Communication is the number one problem in our personal endeavors because people forget the words they say have value. And no I'm not talking about what they say, but the emotions and tone that carries over more than anything. Child their are some people you couldn't get me to talk too because talking to them is liking to a brick wall and chile, I value my peace. More than anything to be sitting up talking to someone who is one sided and lacks emotional intelligence. Don't get me wrong logic is more important than anything but if you don't know how to say something it's best to write it down.
Because the funny thing with communication this day and age people are always focused on what they want to hear and not what is being said. Some people don't know how to get straight to point that is causes confusion in the midst of the conversation. And another thing I noticed it is who is saying what, that usually is stirving up the emotions in a particular person and nines out of ten they know what they be doing too.

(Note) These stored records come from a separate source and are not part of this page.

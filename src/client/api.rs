use axum::async_trait;
use reqwest::{Client, RequestBuilder, Response};
use serde::de::DeserializeOwned;
use uuid::Uuid;

use super::ClientError;
use crate::auth::dto::{
    AuthResponse, MagicLinkRequest, MagicLinkResponse, RefreshRequest, VerifyRequest,
};
use crate::error::ErrorBody;
use crate::ingredients::dto::{DeletedResponse, IngredientView, NewIngredientRequest};
use crate::recipes::dto::{GenerateRequest, GenerateResponse, RecipeView};

/// Everything the view layer needs from the server.
#[async_trait]
pub trait CookbookApi: Send + Sync {
    async fn request_magic_link(&self, email: &str) -> Result<MagicLinkResponse, ClientError>;
    async fn verify_magic_link(&self, token: &str) -> Result<AuthResponse, ClientError>;
    async fn refresh_session(&self, refresh_token: &str) -> Result<AuthResponse, ClientError>;
    async fn list_ingredients(&self, access_token: &str) -> Result<Vec<IngredientView>, ClientError>;
    async fn add_ingredient(&self, access_token: &str, name: &str) -> Result<IngredientView, ClientError>;
    async fn delete_ingredient(&self, access_token: &str, id: Uuid) -> Result<(), ClientError>;
    async fn list_recipes(&self, access_token: &str) -> Result<Vec<RecipeView>, ClientError>;
    async fn generate(&self, request: &GenerateRequest) -> Result<GenerateResponse, ClientError>;
}

pub struct HttpCookbookApi {
    base_url: String,
    client: Client,
}

impl HttpCookbookApi {
    pub fn new(base_url: impl Into<String>) -> Self {
        Self::with_client(base_url, Client::new())
    }

    pub fn with_client(base_url: impl Into<String>, client: Client) -> Self {
        let base_url = base_url.into().trim_end_matches('/').to_string();
        Self { base_url, client }
    }

    fn url(&self, path: &str) -> String {
        format!("{}{}", self.base_url, path)
    }

    async fn send<T: DeserializeOwned>(request: RequestBuilder) -> Result<T, ClientError> {
        decode(request.send().await?).await
    }
}

/// Success bodies decode as `T`; anything else surfaces the server's
/// `error` string, or "Unknown" when there is none.
async fn decode<T: DeserializeOwned>(response: Response) -> Result<T, ClientError> {
    if response.status().is_success() {
        return Ok(response.json::<T>().await?);
    }
    let message = response
        .json::<ErrorBody>()
        .await
        .map(|b| b.error)
        .unwrap_or_else(|_| "Unknown".to_string());
    Err(ClientError::Server(message))
}

#[async_trait]
impl CookbookApi for HttpCookbookApi {
    async fn request_magic_link(&self, email: &str) -> Result<MagicLinkResponse, ClientError> {
        let body = MagicLinkRequest {
            email: email.to_string(),
        };
        Self::send(self.client.post(self.url("/auth/magic-link")).json(&body)).await
    }

    async fn verify_magic_link(&self, token: &str) -> Result<AuthResponse, ClientError> {
        let body = VerifyRequest {
            token: token.to_string(),
        };
        Self::send(self.client.post(self.url("/auth/verify")).json(&body)).await
    }

    async fn refresh_session(&self, refresh_token: &str) -> Result<AuthResponse, ClientError> {
        let body = RefreshRequest {
            refresh_token: refresh_token.to_string(),
        };
        Self::send(self.client.post(self.url("/auth/refresh")).json(&body)).await
    }

    async fn list_ingredients(&self, access_token: &str) -> Result<Vec<IngredientView>, ClientError> {
        Self::send(self.client.get(self.url("/ingredients")).bearer_auth(access_token)).await
    }

    async fn add_ingredient(&self, access_token: &str, name: &str) -> Result<IngredientView, ClientError> {
        let body = NewIngredientRequest {
            name: name.to_string(),
        };
        Self::send(
            self.client
                .post(self.url("/ingredients"))
                .bearer_auth(access_token)
                .json(&body),
        )
        .await
    }

    async fn delete_ingredient(&self, access_token: &str, id: Uuid) -> Result<(), ClientError> {
        let url = self.url(&format!("/ingredients/{}", id));
        let _: DeletedResponse = Self::send(self.client.delete(url).bearer_auth(access_token)).await?;
        Ok(())
    }

    async fn list_recipes(&self, access_token: &str) -> Result<Vec<RecipeView>, ClientError> {
        Self::send(self.client.get(self.url("/recipes")).bearer_auth(access_token)).await
    }

    async fn generate(&self, request: &GenerateRequest) -> Result<GenerateResponse, ClientError> {
        Self::send(self.client.post(self.url("/generate")).json(request)).await
    }
}

#[cfg(test)]
mod tests {
    use super::*;

    #[test]
    fn base_url_trailing_slash_is_dropped() {
        let api = HttpCookbookApi::new("http://localhost:5000/");
        assert_eq!(api.url("/generate"), "http://localhost:5000/generate");
    }
}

Because if they are quick to end a conversation or be agitated by another person reactions this isn't the first time they have heard this. On the flip side maybe you caught someone on a bad day and they didn't want to hear what you have to say. We are human and people fail to recognize that the emotions we try to process on a day to day basis can be hard. An depending on the personal relationship you have with them; we sometimes forget the boundaries that is in the relationship.
Because when you genuinely care for someone or have some routine with them we forget their boundaries and implode ourselves on them at the wrong time. And guess what that causes arguments and when hurt feelings arise we all start to look around for the bigger person like we're searching for where is waldo. Petty right, yes!
So, going forward with the ones we love we should start asking them are you in right head space to talk about this? I know it's some people that's like b**** I'm not fina do that and I shouldn't have too. Well, you gone find yourself having the same argument with them when you may have something of value to really say. Like the old folks say if you ain't got nothing to say don't say nothing at all. An that doesn't mean rude or derogatory comments is can also be I told you so, or hmm. Those sly remarks can cause arguments and hurt feelings as well.
Because the same way you feel you know that person they know what you mean when you say those comments no matter the tone its said in. Give yourself sometime with your own thoughts before you go off giving them to other people. Because sometimes it's not the problem you trying to assess it's the person who you are trying to digest.